TASK DESCRIPTION:
If a line of the data contains the word "struct", it is counted; report how many such lines there are and nothing else.
Start of TASK DATA
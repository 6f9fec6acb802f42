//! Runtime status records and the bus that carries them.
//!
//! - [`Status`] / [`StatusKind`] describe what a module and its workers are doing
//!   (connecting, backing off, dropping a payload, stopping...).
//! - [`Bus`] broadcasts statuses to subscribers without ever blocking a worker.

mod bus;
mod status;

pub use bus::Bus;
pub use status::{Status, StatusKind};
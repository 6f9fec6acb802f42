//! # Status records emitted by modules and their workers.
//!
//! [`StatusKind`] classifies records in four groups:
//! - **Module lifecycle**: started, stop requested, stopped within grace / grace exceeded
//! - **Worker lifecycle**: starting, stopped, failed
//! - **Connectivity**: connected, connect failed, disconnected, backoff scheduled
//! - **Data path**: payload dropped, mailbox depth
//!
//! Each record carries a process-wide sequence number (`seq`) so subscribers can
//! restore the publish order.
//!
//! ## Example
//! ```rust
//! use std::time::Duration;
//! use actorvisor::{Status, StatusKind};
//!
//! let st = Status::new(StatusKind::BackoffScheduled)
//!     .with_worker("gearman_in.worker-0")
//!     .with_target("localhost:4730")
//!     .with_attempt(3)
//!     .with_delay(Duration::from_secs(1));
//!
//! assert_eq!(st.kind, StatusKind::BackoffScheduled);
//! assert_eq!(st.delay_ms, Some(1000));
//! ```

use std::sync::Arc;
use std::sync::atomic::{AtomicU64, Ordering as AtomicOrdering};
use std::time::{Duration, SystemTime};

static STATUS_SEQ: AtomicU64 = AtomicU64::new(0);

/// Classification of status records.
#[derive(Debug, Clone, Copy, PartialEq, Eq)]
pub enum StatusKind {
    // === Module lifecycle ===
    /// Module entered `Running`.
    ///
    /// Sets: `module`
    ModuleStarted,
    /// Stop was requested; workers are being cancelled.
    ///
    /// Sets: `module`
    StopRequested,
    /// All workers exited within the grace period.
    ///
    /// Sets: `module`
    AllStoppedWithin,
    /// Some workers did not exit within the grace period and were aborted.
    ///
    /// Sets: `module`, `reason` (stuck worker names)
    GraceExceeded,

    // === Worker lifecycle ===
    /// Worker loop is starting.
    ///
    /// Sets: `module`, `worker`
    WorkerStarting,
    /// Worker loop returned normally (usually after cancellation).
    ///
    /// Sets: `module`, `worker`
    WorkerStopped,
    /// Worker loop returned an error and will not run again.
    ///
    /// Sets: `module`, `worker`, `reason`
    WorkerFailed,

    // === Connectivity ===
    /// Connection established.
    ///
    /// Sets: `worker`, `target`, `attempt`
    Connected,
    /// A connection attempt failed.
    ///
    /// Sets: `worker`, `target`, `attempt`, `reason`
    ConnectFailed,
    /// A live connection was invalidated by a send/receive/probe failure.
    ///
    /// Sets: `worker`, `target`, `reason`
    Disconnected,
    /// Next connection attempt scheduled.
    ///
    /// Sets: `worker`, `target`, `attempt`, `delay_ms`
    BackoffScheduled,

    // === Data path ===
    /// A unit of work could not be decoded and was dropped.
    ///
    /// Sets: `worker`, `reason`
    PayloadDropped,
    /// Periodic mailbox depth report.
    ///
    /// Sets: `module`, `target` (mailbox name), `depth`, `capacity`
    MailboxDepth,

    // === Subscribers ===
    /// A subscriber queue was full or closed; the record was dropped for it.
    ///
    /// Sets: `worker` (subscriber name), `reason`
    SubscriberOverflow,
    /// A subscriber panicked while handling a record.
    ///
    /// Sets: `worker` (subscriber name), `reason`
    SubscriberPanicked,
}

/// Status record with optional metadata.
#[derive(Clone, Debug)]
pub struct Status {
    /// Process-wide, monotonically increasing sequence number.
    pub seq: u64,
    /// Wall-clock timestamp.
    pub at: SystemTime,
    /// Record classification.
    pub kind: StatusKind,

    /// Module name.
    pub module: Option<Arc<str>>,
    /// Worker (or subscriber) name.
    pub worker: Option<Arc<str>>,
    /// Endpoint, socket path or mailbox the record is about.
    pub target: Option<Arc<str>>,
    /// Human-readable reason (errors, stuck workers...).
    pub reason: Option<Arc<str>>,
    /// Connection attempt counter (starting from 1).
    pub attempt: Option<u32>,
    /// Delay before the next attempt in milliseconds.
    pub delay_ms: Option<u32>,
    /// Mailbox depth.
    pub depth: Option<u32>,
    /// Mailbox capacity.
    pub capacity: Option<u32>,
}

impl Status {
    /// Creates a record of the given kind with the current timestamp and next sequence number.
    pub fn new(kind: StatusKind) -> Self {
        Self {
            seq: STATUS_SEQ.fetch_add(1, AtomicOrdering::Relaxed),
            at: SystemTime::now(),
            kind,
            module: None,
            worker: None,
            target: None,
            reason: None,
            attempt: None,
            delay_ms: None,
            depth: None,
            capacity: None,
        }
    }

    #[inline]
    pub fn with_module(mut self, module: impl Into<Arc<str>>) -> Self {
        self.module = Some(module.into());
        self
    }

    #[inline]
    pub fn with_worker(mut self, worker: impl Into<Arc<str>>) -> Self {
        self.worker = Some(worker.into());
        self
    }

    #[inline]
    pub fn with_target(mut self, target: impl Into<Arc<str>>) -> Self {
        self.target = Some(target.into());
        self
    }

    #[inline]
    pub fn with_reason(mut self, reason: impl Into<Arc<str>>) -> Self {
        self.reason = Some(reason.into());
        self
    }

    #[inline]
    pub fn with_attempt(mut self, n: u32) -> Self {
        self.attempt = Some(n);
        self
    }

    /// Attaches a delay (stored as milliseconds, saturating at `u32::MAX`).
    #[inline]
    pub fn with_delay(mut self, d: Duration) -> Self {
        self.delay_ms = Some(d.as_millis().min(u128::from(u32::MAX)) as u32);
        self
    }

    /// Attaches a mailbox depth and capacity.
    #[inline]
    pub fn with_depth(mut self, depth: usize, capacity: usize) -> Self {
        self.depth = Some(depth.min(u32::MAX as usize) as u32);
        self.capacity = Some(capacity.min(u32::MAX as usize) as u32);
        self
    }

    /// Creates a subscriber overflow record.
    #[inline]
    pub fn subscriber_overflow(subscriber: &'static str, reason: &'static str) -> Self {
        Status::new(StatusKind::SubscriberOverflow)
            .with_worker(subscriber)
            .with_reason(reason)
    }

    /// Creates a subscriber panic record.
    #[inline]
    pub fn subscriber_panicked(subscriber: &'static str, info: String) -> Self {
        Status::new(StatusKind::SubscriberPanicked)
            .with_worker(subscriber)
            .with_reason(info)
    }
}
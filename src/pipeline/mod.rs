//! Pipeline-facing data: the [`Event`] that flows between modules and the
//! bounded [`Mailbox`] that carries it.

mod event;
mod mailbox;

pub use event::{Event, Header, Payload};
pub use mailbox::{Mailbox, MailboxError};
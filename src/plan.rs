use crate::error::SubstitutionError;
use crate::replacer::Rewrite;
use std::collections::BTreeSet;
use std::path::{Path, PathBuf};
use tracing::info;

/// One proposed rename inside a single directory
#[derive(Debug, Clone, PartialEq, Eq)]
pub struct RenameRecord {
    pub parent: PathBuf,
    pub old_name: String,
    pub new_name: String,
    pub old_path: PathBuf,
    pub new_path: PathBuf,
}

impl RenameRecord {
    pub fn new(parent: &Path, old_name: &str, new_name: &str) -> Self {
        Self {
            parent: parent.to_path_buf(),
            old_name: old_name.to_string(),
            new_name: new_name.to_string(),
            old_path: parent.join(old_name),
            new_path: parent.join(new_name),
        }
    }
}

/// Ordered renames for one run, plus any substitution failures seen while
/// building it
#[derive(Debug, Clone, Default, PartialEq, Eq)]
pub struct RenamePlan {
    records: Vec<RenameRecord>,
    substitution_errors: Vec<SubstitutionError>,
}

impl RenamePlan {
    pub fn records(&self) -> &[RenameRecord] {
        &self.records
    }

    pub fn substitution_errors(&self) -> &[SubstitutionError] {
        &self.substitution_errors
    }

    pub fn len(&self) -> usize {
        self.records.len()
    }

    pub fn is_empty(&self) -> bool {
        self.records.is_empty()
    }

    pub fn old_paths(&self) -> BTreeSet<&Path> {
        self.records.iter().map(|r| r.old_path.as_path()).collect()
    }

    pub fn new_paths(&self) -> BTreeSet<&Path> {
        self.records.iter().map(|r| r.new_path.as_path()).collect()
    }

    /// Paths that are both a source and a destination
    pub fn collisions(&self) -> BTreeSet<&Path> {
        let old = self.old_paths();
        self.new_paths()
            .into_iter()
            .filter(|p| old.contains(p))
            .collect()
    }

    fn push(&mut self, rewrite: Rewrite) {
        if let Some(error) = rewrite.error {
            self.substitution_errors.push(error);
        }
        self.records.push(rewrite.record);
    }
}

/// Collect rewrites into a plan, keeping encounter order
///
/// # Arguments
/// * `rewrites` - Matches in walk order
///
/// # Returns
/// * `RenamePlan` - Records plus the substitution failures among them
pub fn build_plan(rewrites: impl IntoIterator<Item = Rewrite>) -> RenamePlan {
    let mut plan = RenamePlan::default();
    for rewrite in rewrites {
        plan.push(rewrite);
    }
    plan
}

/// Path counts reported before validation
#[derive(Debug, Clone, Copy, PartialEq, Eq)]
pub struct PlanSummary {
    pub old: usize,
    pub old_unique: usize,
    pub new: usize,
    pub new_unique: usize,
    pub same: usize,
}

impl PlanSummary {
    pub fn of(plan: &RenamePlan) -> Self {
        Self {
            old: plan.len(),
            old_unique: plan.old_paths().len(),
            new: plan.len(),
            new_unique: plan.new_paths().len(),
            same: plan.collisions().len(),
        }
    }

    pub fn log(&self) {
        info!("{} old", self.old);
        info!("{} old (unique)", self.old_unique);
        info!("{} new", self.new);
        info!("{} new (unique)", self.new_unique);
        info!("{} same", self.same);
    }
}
End of TASK DATA
SOLUTION:
4